§ Exercise data:

+ + +

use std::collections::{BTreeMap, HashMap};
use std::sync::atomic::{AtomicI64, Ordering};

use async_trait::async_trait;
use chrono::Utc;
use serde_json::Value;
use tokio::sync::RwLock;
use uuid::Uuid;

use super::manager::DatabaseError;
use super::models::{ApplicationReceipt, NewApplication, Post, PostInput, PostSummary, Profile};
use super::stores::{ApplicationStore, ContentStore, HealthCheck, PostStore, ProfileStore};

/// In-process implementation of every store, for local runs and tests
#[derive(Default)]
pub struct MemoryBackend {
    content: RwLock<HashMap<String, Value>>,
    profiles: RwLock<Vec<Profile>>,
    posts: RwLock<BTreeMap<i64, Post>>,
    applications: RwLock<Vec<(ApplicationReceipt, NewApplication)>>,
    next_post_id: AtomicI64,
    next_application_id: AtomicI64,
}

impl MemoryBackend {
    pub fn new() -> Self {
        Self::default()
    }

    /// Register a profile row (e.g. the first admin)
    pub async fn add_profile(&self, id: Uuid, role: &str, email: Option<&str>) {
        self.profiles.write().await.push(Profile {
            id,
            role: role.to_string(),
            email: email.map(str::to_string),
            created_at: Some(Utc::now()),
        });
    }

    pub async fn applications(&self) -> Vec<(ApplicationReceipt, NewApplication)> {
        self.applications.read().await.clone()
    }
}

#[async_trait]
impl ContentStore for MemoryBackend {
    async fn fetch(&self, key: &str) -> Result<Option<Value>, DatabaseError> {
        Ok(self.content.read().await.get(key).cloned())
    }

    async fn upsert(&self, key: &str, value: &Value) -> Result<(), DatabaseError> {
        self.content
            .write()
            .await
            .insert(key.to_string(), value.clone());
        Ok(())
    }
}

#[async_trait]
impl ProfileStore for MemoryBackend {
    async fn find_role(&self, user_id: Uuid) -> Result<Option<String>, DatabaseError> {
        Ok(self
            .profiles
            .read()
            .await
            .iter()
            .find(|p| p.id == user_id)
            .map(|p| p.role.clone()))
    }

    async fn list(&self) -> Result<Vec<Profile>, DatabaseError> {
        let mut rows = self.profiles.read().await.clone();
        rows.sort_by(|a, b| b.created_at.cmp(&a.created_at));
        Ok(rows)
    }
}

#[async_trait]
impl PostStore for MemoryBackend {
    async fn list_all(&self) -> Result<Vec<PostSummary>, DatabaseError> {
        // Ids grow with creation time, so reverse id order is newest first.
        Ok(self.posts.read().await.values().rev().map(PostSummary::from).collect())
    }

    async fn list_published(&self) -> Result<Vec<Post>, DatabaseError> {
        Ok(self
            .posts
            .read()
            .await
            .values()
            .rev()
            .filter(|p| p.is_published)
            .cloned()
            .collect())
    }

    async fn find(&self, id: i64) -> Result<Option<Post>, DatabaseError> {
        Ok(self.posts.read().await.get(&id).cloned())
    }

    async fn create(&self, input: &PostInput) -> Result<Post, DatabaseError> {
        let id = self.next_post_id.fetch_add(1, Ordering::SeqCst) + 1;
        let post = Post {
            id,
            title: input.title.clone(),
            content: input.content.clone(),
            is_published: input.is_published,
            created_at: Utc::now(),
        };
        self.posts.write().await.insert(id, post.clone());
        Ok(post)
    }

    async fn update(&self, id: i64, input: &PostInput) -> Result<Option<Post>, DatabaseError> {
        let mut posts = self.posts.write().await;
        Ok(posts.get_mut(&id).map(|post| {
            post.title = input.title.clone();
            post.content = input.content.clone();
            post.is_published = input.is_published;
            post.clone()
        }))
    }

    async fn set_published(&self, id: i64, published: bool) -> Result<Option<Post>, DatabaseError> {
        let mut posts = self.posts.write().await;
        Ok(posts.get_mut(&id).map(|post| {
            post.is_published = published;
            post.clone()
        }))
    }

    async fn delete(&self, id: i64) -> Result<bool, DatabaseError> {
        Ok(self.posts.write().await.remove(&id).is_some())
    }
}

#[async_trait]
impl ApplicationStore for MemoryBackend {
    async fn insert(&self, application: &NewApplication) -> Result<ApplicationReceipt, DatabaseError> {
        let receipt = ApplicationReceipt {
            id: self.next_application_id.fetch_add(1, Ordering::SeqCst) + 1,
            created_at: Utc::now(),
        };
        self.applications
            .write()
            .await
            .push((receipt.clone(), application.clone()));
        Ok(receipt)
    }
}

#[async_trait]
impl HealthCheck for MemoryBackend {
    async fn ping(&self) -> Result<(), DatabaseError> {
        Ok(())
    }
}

+ + +

§ What you need to do:
How many lines above contain the word "ContentStore"? Answer with the number alone.

§ Written response:
2